Stored data entries:
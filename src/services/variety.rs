//! Response-variety filter.
//!
//! Stops the engine from making the same conversational move twice in a
//! row, and from stacking reflective moves inside a short window.

use crate::domain::models::{Action, Phase, VarietyTracker};

/// True if `candidate` (or, for a reflective candidate, any reflective
/// move) appears within the `window` most recent actions.
pub fn should_skip_reflection(tracker: &VarietyTracker, candidate: Action, window: usize) -> bool {
    tracker.recent(window).any(|recent| {
        recent == candidate || (candidate.is_reflective() && recent.is_reflective())
    })
}

/// Canonical action for `phase`, passed through [`vary`]. Returns `None`
/// for phases without a canonical action.
pub fn default_action(tracker: &VarietyTracker, phase: Phase, window: usize) -> Option<Action> {
    Action::canonical_for(phase).map(|canonical| vary(tracker, phase, canonical, window))
}

/// `candidate`, or a substitute when it would repeat the last fired action.
///
/// The phase's alternate is preferred unless it is too recent or is the
/// candidate itself; then a clarifying question, and failing that the
/// phase's canonical action.
pub fn vary(tracker: &VarietyTracker, phase: Phase, candidate: Action, window: usize) -> Action {
    if tracker.last() != Some(candidate) {
        return candidate;
    }

    match Action::alternate_for(phase) {
        Some(alternate)
            if alternate != candidate && !should_skip_reflection(tracker, alternate, window) =>
        {
            alternate
        }
        Some(_) if candidate != Action::ClarifyingQuestion => Action::ClarifyingQuestion,
        _ => Action::canonical_for(phase)
            .filter(|canonical| *canonical != candidate)
            .unwrap_or(candidate),
    }
}

#[cfg(test)]
mod tests {
    use super::*;

    fn tracker(actions: &[Action]) -> VarietyTracker {
        let mut tracker = VarietyTracker::new(3);
        for action in actions {
            tracker.record(*action);
        }
        tracker
    }

    #[test]
    fn test_exact_repeat_within_window_is_skipped() {
        let t = tracker(&[Action::DepthInquiry, Action::ExampleRequest]);
        assert!(should_skip_reflection(&t, Action::DepthInquiry, 3));
        assert!(!should_skip_reflection(&t, Action::DepthInquiry, 1));
    }

    #[test]
    fn test_reflective_moves_count_as_one_category() {
        let t = tracker(&[Action::ReflectAssisted, Action::DiagnosticQuestion]);
        assert!(should_skip_reflection(&t, Action::ReflectiveSummary, 3));
        assert!(!should_skip_reflection(&t, Action::ExampleRequest, 3));
    }

    #[test]
    fn test_empty_history_never_skips() {
        let t = VarietyTracker::new(3);
        assert!(!should_skip_reflection(&t, Action::ReflectiveSummary, 3));
        assert_eq!(
            default_action(&t, Phase::Diagnostic, 3),
            Some(Action::DiagnosticQuestion)
        );
    }

    #[test]
    fn test_repeat_uses_alternate() {
        let t = tracker(&[Action::DiagnosticQuestion]);
        assert_eq!(
            default_action(&t, Phase::Diagnostic, 3),
            Some(Action::ReflectiveSummary)
        );
    }

    #[test]
    fn test_recent_reflection_falls_back_to_clarifying_question() {
        let t = tracker(&[Action::ReflectiveSummary, Action::DiagnosticQuestion]);
        assert_eq!(
            default_action(&t, Phase::Diagnostic, 3),
            Some(Action::ClarifyingQuestion)
        );
    }

    #[test]
    fn test_closing_has_no_default() {
        assert_eq!(default_action(&VarietyTracker::new(3), Phase::Closing, 3), None);
    }

    #[test]
    fn test_repeated_gate_remedy_is_varied() {
        let t = tracker(&[Action::DepthInquiry]);
        assert_eq!(
            vary(&t, Phase::DepthInquiry, Action::DepthInquiry, 3),
            Action::ExampleRequest
        );
        assert_eq!(
            vary(&t, Phase::DepthInquiry, Action::PresentHypothesis, 3),
            Action::PresentHypothesis
        );
    }

    #[test]
    fn test_repeated_clarifying_question_falls_back_to_canonical() {
        let t = tracker(&[Action::ClarifyingQuestion]);
        assert_eq!(
            vary(&t, Phase::BlockerCheck, Action::ClarifyingQuestion, 3),
            Action::BlockerProbe
        );
    }
}
//! Adapters for the domain ports.

pub mod analysis;
pub mod generation;
pub mod memory;
pub mod sqlite;

pub use analysis::ScriptedAnalyzer;
pub use generation::OverlayEchoGenerator;
pub use memory::InMemoryConversationRepository;
pub use sqlite::SqliteConversationRepository;
//! Conversational actions the generation layer can be instructed to perform.

use serde::{Deserialize, Serialize};
use std::fmt;

use super::phase::Phase;

/// A specific conversational move for one turn.
#[derive(Debug, Clone, Copy, PartialEq, Eq, PartialOrd, Ord, Hash, Serialize, Deserialize)]
#[serde(rename_all = "snake_case")]
pub enum Action {
    IntakeAcknowledge,
    DiagnosticQuestion,
    ReflectiveSummary,
    DepthInquiry,
    ExampleRequest,
    ClarifyingQuestion,
    PresentHypothesis,
    HypothesisPivot,
    CrossMapRedirect,
    CrossMapExplore,
    BlockerProbe,
    TacticalRedirect,
    PushbackGentle,
    PushbackDirect,
    PushbackFinal,
    ReflectSelfDirected,
    ReflectAssisted,
    ClosingBlockerCheck,
    ActionCommitAssisted,
    ActionCommitSelfDirected,
    PostCompletion,
}

impl Action {
    pub const fn as_str(self) -> &'static str {
        match self {
            Self::IntakeAcknowledge => "intake_acknowledge",
            Self::DiagnosticQuestion => "diagnostic_question",
            Self::ReflectiveSummary => "reflective_summary",
            Self::DepthInquiry => "depth_inquiry",
            Self::ExampleRequest => "example_request",
            Self::ClarifyingQuestion => "clarifying_question",
            Self::PresentHypothesis => "present_hypothesis",
            Self::HypothesisPivot => "hypothesis_pivot",
            Self::CrossMapRedirect => "cross_map_redirect",
            Self::CrossMapExplore => "cross_map_explore",
            Self::BlockerProbe => "blocker_probe",
            Self::TacticalRedirect => "tactical_redirect",
            Self::PushbackGentle => "pushback_gentle",
            Self::PushbackDirect => "pushback_direct",
            Self::PushbackFinal => "pushback_final",
            Self::ReflectSelfDirected => "reflect_self_directed",
            Self::ReflectAssisted => "reflect_assisted",
            Self::ClosingBlockerCheck => "closing_blocker_check",
            Self::ActionCommitAssisted => "action_commit_assisted",
            Self::ActionCommitSelfDirected => "action_commit_self_directed",
            Self::PostCompletion => "post_completion",
        }
    }

    /// Reflective moves mirror the user's words back; too many close
    /// together read as mechanical.
    pub const fn is_reflective(self) -> bool {
        matches!(
            self,
            Self::ReflectiveSummary | Self::ReflectSelfDirected | Self::ReflectAssisted
        )
    }

    /// The canonical action for a phase when nothing overrides it.
    ///
    /// `Closing` has no canonical action: it runs its own two-turn script.
    pub const fn canonical_for(phase: Phase) -> Option<Self> {
        match phase {
            Phase::Intake => Some(Self::IntakeAcknowledge),
            Phase::Diagnostic => Some(Self::DiagnosticQuestion),
            Phase::DepthInquiry => Some(Self::DepthInquiry),
            Phase::Hypothesis => Some(Self::PresentHypothesis),
            Phase::CrossMapping => Some(Self::CrossMapExplore),
            Phase::BlockerCheck => Some(Self::BlockerProbe),
            Phase::Closing => None,
            Phase::Complete => Some(Self::PostCompletion),
        }
    }

    /// The designated substitute used when the canonical action would repeat.
    pub const fn alternate_for(phase: Phase) -> Option<Self> {
        match phase {
            Phase::Intake => Some(Self::DiagnosticQuestion),
            Phase::Diagnostic | Phase::Hypothesis | Phase::CrossMapping => {
                Some(Self::ReflectiveSummary)
            }
            Phase::DepthInquiry => Some(Self::ExampleRequest),
            Phase::BlockerCheck => Some(Self::ClarifyingQuestion),
            Phase::Closing | Phase::Complete => None,
        }
    }

    pub const fn pushback(level: PushbackLevel) -> Self {
        match level {
            PushbackLevel::None | PushbackLevel::Gentle => Self::PushbackGentle,
            PushbackLevel::Direct => Self::PushbackDirect,
            PushbackLevel::Final => Self::PushbackFinal,
        }
    }
}

impl fmt::Display for Action {
    fn fmt(&self, f: &mut fmt::Formatter<'_>) -> fmt::Result {
        f.write_str(self.as_str())
    }
}

/// Escalation level for low-effort pushback. Only ever moves up.
#[derive(Debug, Clone, Copy, Default, PartialEq, Eq, PartialOrd, Ord, Hash, Serialize, Deserialize)]
#[serde(rename_all = "snake_case")]
pub enum PushbackLevel {
    #[default]
    None,
    Gentle,
    Direct,
    Final,
}

impl PushbackLevel {
    /// The level used by the next pushback. `Final` is a ceiling.
    pub const fn escalate(self) -> Self {
        match self {
            Self::None => Self::Gentle,
            Self::Gentle => Self::Direct,
            Self::Direct | Self::Final => Self::Final,
        }
    }
}

#[cfg(test)]
mod tests {
    use super::*;

    #[test]
    fn test_alternate_differs_from_canonical() {
        for phase in Phase::ALL {
            if let (Some(canonical), Some(alternate)) =
                (Action::canonical_for(phase), Action::alternate_for(phase))
            {
                assert_ne!(canonical, alternate, "phase {phase}");
                assert_ne!(canonical, Action::ClarifyingQuestion, "phase {phase}");
            }
        }
    }

    #[test]
    fn test_pushback_escalation_is_monotonic() {
        let mut level = PushbackLevel::None;
        let mut seen = vec![level];
        for _ in 0..5 {
            let next = level.escalate();
            assert!(next >= level);
            level = next;
            seen.push(level);
        }
        assert_eq!(level, PushbackLevel::Final);
        assert_eq!(
            &seen[..4],
            &[
                PushbackLevel::None,
                PushbackLevel::Gentle,
                PushbackLevel::Direct,
                PushbackLevel::Final
            ]
        );
    }

    #[test]
    fn test_pushback_action_per_level() {
        assert_eq!(Action::pushback(PushbackLevel::Gentle), Action::PushbackGentle);
        assert_eq!(Action::pushback(PushbackLevel::Direct), Action::PushbackDirect);
        assert_eq!(Action::pushback(PushbackLevel::Final), Action::PushbackFinal);
    }

    #[test]
    fn test_action_serde_matches_as_str() {
        for action in [Action::HypothesisPivot, Action::ActionCommitSelfDirected] {
            let json = serde_json::to_string(&action).unwrap();
            assert_eq!(json, format!("\"{}\"", action.as_str()));
        }
    }
}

Directions for this task: Find the string "PresentHypothesis" in the data. Report each line it appears in.

Answer below:
            vary(&t, Phase::DepthInquiry, Action::PresentHypothesis, 3),
            Action::PresentHypothesis
    PresentHypothesis,
            Self::PresentHypothesis => "present_hypothesis",
            Phase::Hypothesis => Some(Self::PresentHypothesis),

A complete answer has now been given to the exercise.